Extracted information:
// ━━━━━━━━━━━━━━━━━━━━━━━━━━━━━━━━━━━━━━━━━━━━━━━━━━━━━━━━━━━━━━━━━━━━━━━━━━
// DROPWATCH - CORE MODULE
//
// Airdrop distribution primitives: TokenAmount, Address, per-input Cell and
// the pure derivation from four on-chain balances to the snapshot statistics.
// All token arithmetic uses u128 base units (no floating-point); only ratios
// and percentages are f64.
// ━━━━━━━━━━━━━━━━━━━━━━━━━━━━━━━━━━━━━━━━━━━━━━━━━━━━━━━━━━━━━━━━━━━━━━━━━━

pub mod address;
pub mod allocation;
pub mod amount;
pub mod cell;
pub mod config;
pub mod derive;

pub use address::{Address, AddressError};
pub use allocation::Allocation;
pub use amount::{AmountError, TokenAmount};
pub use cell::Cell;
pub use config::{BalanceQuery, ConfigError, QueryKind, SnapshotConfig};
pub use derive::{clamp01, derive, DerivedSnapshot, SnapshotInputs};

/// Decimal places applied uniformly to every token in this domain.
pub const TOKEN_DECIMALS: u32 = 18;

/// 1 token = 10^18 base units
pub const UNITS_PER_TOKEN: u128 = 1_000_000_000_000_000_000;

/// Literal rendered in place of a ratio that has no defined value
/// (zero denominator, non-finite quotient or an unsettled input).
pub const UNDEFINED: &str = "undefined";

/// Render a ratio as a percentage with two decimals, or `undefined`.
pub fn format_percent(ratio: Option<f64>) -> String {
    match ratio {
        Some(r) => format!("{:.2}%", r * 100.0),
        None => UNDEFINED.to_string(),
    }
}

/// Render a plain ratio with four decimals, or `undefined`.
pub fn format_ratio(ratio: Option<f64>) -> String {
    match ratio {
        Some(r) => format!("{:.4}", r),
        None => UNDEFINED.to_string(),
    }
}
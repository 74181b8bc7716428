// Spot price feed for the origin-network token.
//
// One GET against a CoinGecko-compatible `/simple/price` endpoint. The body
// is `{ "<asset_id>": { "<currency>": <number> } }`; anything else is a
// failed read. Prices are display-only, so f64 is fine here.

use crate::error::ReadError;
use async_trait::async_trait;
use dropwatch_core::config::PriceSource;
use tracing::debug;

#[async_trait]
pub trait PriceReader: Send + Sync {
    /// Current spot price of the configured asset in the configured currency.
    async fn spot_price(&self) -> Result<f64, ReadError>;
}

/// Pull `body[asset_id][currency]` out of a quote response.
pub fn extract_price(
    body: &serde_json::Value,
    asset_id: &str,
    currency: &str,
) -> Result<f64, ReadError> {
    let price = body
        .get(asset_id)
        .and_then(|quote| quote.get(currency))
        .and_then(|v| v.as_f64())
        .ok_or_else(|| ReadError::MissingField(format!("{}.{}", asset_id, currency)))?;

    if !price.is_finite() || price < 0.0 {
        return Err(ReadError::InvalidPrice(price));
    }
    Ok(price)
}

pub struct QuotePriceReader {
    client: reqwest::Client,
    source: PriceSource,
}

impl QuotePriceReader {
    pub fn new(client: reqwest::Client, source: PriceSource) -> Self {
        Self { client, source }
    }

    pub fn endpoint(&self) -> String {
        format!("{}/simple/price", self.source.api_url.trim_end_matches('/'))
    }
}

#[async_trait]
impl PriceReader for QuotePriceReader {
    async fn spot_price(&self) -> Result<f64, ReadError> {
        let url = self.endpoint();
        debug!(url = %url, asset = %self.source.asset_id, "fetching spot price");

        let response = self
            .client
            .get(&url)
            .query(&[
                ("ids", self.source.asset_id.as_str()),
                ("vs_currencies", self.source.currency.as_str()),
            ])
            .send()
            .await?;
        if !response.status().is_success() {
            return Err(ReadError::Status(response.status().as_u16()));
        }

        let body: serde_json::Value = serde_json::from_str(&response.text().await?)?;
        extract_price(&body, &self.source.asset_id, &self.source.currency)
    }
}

Exercise goal: Would you retype exactly the lines above, from the line with "per-input Cell and" to the line with "percentages are f64.", with both end lines kept and nothing more?

Response area:
// Airdrop distribution primitives: TokenAmount, Address, per-input Cell and
// the pure derivation from four on-chain balances to the snapshot statistics.
// All token arithmetic uses u128 base units (no floating-point); only ratios
// and percentages are f64.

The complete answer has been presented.